Not long ago I had to write some JS (had to, not wanted to) to do something on a site, and got something working based on what I knew, only to be derided by a "real JS developer" that my code was "deprecated", "not following best practices", "not modern", etc.
He gave me his version which was around 10x more code and only worked in a subset of the latest browsers, while mine not only did but would probably work in everything since maybe IE5 or so...
Maybe that's considered a bug, but I don't want any of this trend-chasing. I write code to get things done. My users don't care, and they want to get things done too.

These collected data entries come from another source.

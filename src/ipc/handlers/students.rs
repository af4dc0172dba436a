use crate::activity::{Activity, ActivityKind};
use crate::ipc::error::{err, ok, store_err};
use crate::ipc::helpers::{optional_i64, optional_str, page_request, parse_payload, required_str};
use crate::ipc::types::{AppState, Request};
use crate::model::{NewStudent, StudentPatch, StudentStatus};
use crate::mutate;
use crate::query::{self, StudentFilter};
use serde_json::json;

fn parse_student_filter(req: &Request) -> Result<StudentFilter, serde_json::Value> {
    let year = match optional_i64(req, "year")? {
        None => None,
        Some(y @ 1..=4) => Some(y as u8),
        Some(y) => {
            return Err(err(
                &req.id,
                "bad_params",
                "year must be between 1 and 4",
                Some(json!({ "year": y })),
            ))
        }
    };
    let status = match optional_str(req, "status")? {
        None => None,
        Some(s) => Some(
            s.parse::<StudentStatus>()
                .map_err(|m| err(&req.id, "bad_params", m, None))?,
        ),
    };
    Ok(StudentFilter {
        search: optional_str(req, "search")?,
        year,
        major: optional_str(req, "major")?,
        status,
    })
}

fn handle_students_list(state: &mut AppState, req: &Request) -> serde_json::Value {
    let filter = match parse_student_filter(req) {
        Ok(f) => f,
        Err(e) => return e,
    };
    let page = match page_request(req) {
        Ok(p) => p,
        Err(e) => return e,
    };
    let res = query::list_students(&state.store, &filter, page);
    ok(
        &req.id,
        json!({
            "students": res.items,
            "total": res.total,
            "page": page.page,
            "limit": page.limit,
        }),
    )
}

fn handle_students_get(state: &mut AppState, req: &Request) -> serde_json::Value {
    let id = match required_str(req, "id") {
        Ok(v) => v,
        Err(e) => return e,
    };
    match query::get_student(&state.store, &id) {
        Ok(s) => ok(&req.id, json!({ "student": s })),
        Err(e) => store_err(&req.id, &e),
    }
}

fn handle_students_create(state: &mut AppState, req: &Request) -> serde_json::Value {
    let input: NewStudent = match parse_payload(req, req.params.clone()) {
        Ok(v) => v,
        Err(e) => return e,
    };
    match mutate::create_student(&mut state.store, input) {
        Ok(student) => {
            tracing::info!(student_id = %student.id, "student created");
            state.activity.record(
                Activity::new(ActivityKind::StudentAdded)
                    .student(student.id.clone(), student.name.clone())
                    .major(student.major.clone()),
            );
            ok(&req.id, json!({ "student": student }))
        }
        Err(e) => store_err(&req.id, &e),
    }
}

fn handle_students_update(state: &mut AppState, req: &Request) -> serde_json::Value {
    let id = match required_str(req, "id") {
        Ok(v) => v,
        Err(e) => return e,
    };
    // Accept either { id, patch: {...} } or the fields inline next to id.
    let raw = req
        .params
        .get("patch")
        .cloned()
        .unwrap_or_else(|| req.params.clone());
    let patch: StudentPatch = match parse_payload(req, raw) {
        Ok(v) => v,
        Err(e) => return e,
    };
    let changed = !patch.is_empty();
    match mutate::update_student(&mut state.store, &id, patch) {
        Ok(student) => {
            tracing::info!(student_id = %student.id, changed, "student updated");
            if changed {
                state.activity.record(
                    Activity::new(ActivityKind::StudentUpdated)
                        .student(student.id.clone(), student.name.clone())
                        .major(student.major.clone()),
                );
            }
            ok(&req.id, json!({ "student": student }))
        }
        Err(e) => store_err(&req.id, &e),
    }
}

fn handle_students_delete(state: &mut AppState, req: &Request) -> serde_json::Value {
    let id = match required_str(req, "id") {
        Ok(v) => v,
        Err(e) => return e,
    };
    let removed = mutate::delete_student(&mut state.store, &id);
    if let Some(student) = &removed {
        tracing::info!(student_id = %student.id, "student deleted");
        state.activity.record(
            Activity::new(ActivityKind::StudentRemoved)
                .student(student.id.clone(), student.name.clone())
                .major(student.major.clone()),
        );
    }
    ok(&req.id, json!({ "deleted": removed.is_some() }))
}

pub fn try_handle(state: &mut AppState, req: &Request) -> Option<serde_json::Value> {
    match req.method.as_str() {
        "students.list" => Some(handle_students_list(state, req)),
        "students.get" => Some(handle_students_get(state, req)),
        "students.create" => Some(handle_students_create(state, req)),
        "students.update" => Some(handle_students_update(state, req)),
        "students.delete" => Some(handle_students_delete(state, req)),
        _ => None,
    }
}
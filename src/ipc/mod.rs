//! JSON-lines request surface: one `Request` in, one envelope out.

mod error;
mod handlers;
mod helpers;
mod router;
mod types;

pub use router::handle_request;
pub use types::{AppState, Request};
use serde::Serialize;
use std::collections::VecDeque;

pub const ACTIVITY_CAPACITY: usize = 100;

#[derive(Debug, Clone, Copy, PartialEq, Eq, Serialize)]
#[serde(rename_all = "snake_case")]
pub enum ActivityKind {
    StudentAdded,
    StudentUpdated,
    StudentRemoved,
    GradeUpdate,
}

#[derive(Debug, Clone, PartialEq, Serialize)]
#[serde(rename_all = "camelCase")]
pub struct Activity {
    pub kind: ActivityKind,
    /// Display name; falls back to the id when the student is unknown.
    #[serde(skip_serializing_if = "Option::is_none")]
    pub student: Option<String>,
    #[serde(skip_serializing_if = "Option::is_none")]
    pub student_id: Option<String>,
    #[serde(skip_serializing_if = "Option::is_none")]
    pub major: Option<String>,
    /// Course title, or the course id when the course is unknown.
    #[serde(skip_serializing_if = "Option::is_none")]
    pub course: Option<String>,
    #[serde(skip_serializing_if = "Option::is_none")]
    pub course_id: Option<String>,
    #[serde(skip_serializing_if = "Option::is_none")]
    pub grade: Option<String>,
    pub time: String,
}

impl Activity {
    pub fn new(kind: ActivityKind) -> Self {
        Self {
            kind,
            student: None,
            student_id: None,
            major: None,
            course: None,
            course_id: None,
            grade: None,
            time: chrono::Utc::now().to_rfc3339(),
        }
    }

    pub fn student(mut self, id: impl Into<String>, name: impl Into<String>) -> Self {
        self.student_id = Some(id.into());
        self.student = Some(name.into());
        self
    }

    pub fn major(mut self, major: impl Into<String>) -> Self {
        self.major = Some(major.into());
        self
    }

    pub fn course(mut self, id: impl Into<String>, title: impl Into<String>) -> Self {
        self.course_id = Some(id.into());
        self.course = Some(title.into());
        self
    }

    pub fn grade(mut self, letter: impl Into<String>) -> Self {
        self.grade = Some(letter.into());
        self
    }
}

/// Newest-first log of mutations, bounded to `ACTIVITY_CAPACITY` entries.
#[derive(Debug, Default)]
pub struct ActivityLog {
    entries: VecDeque<Activity>,
}

impl ActivityLog {
    pub fn record(&mut self, activity: Activity) {
        self.entries.push_front(activity);
        self.entries.truncate(ACTIVITY_CAPACITY);
    }

    pub fn recent(&self, limit: usize) -> Vec<Activity> {
        self.entries.iter().take(limit).cloned().collect()
    }

    pub fn clear(&mut self) {
        self.entries.clear();
    }

    pub fn len(&self) -> usize {
        self.entries.len()
    }
}
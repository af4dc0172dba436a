use crate::activity::{Activity, ActivityKind};
use crate::ipc::error::{ok, store_err};
use crate::ipc::helpers::{parse_payload, required_str};
use crate::ipc::types::{AppState, Request};
use crate::model::GradeInput;
use crate::mutate;
use crate::query;
use serde_json::json;

fn handle_grades_for_student(state: &mut AppState, req: &Request) -> serde_json::Value {
    let student_id = match required_str(req, "studentId") {
        Ok(v) => v,
        Err(e) => return e,
    };
    let grades = query::grades_for_student(&state.store, &student_id);
    ok(&req.id, json!({ "grades": grades }))
}

fn handle_grades_for_course(state: &mut AppState, req: &Request) -> serde_json::Value {
    let course_id = match required_str(req, "courseId") {
        Ok(v) => v,
        Err(e) => return e,
    };
    let grades = query::grades_for_course(&state.store, &course_id);
    ok(&req.id, json!({ "grades": grades }))
}

fn handle_grades_upsert(state: &mut AppState, req: &Request) -> serde_json::Value {
    let input: GradeInput = match parse_payload(req, req.params.clone()) {
        Ok(v) => v,
        Err(e) => return e,
    };
    match mutate::upsert_grade(&mut state.store, input) {
        Ok(grade) => {
            tracing::info!(
                grade_id = %grade.id,
                letter = %grade.grade,
                score = grade.score,
                "grade upserted"
            );
            let student_name = query::get_student(&state.store, &grade.student_id)
                .map(|s| s.name.clone())
                .unwrap_or_else(|_| grade.student_id.clone());
            let course_title = query::get_course(&state.store, &grade.course_id)
                .map(|c| c.title.clone())
                .unwrap_or_else(|_| grade.course_id.clone());
            state.activity.record(
                Activity::new(ActivityKind::GradeUpdate)
                    .student(grade.student_id.clone(), student_name)
                    .course(grade.course_id.clone(), course_title)
                    .grade(grade.grade.as_str()),
            );
            ok(&req.id, json!({ "grade": grade }))
        }
        Err(e) => store_err(&req.id, &e),
    }
}

pub fn try_handle(state: &mut AppState, req: &Request) -> Option<serde_json::Value> {
    match req.method.as_str() {
        "grades.forStudent" => Some(handle_grades_for_student(state, req)),
        "grades.forCourse" => Some(handle_grades_for_course(state, req)),
        "grades.upsert" => Some(handle_grades_upsert(state, req)),
        _ => None,
    }
}
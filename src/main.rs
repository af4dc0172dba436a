mod activity;
mod config;
mod error;
mod export;
mod ipc;
mod model;
mod mutate;
mod query;
mod reports;
mod store;

use clap::Parser;
use std::io::{self, BufRead, Write};
use tracing_subscriber::EnvFilter;

fn init_tracing(cfg: &config::Config) {
    // stdout carries protocol frames; logs go to stderr.
    let filter = EnvFilter::try_from_default_env()
        .or_else(|_| EnvFilter::try_new(&cfg.log_filter))
        .unwrap_or_else(|_| EnvFilter::new("campusd=info"));
    let _ = tracing_subscriber::fmt()
        .with_env_filter(filter)
        .with_writer(io::stderr)
        .with_target(false)
        .try_init();
}

fn main() -> anyhow::Result<()> {
    let cfg = config::Config::parse();
    init_tracing(&cfg);

    let store = cfg.build_store()?;
    tracing::info!(
        students = store.students.len(),
        courses = store.courses.len(),
        faculty = store.faculty.len(),
        grades = store.grades.len(),
        term = %store.term.semester,
        latency = cfg.simulate_latency,
        source = cfg.store_source().as_str(),
        "campusd ready"
    );
    let mut state =
        ipc::AppState::new(store, cfg.store_source(), cfg.seed_options(), cfg.latency());

    let stdin = io::stdin();
    let mut stdout = io::stdout();

    for line in stdin.lock().lines() {
        let line = match line {
            Ok(v) => v,
            Err(e) => {
                tracing::error!(error = %e, "stdin read failed");
                break;
            }
        };
        if line.trim().is_empty() {
            continue;
        }

        let req: ipc::Request = match serde_json::from_str(&line) {
            Ok(v) => v,
            Err(e) => {
                // Can't reply without id.
                tracing::warn!(error = %e, "bad request line");
                let resp = serde_json::json!({
                    "ok": false,
                    "error": { "code": "bad_json", "message": e.to_string() },
                });
                let _ = writeln!(stdout, "{resp}");
                let _ = stdout.flush();
                continue;
            }
        };

        let resp = ipc::handle_request(&mut state, req);
        let _ = writeln!(
            stdout,
            "{}",
            serde_json::to_string(&resp).unwrap_or_else(|_| "{\"ok\":false}".to_string())
        );
        let _ = stdout.flush();
    }

    tracing::info!("stdin closed, exiting");
    Ok(())
}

I think he probably doesn't know JavaScript at that point. I remember I got invited to an interview one time and they were impressed by my code for their coding assignment partially because it could print out in less than a page (no minification), and they referred to another applicant whose code had taken 6 pages. And I was just like - how could it take that much code?
if someone ended up with 10X the code using 'modern' JS and it did not work cross-browser while yours worked cross-browser including IE6 and up, then I strongly suspect I would prefer yours.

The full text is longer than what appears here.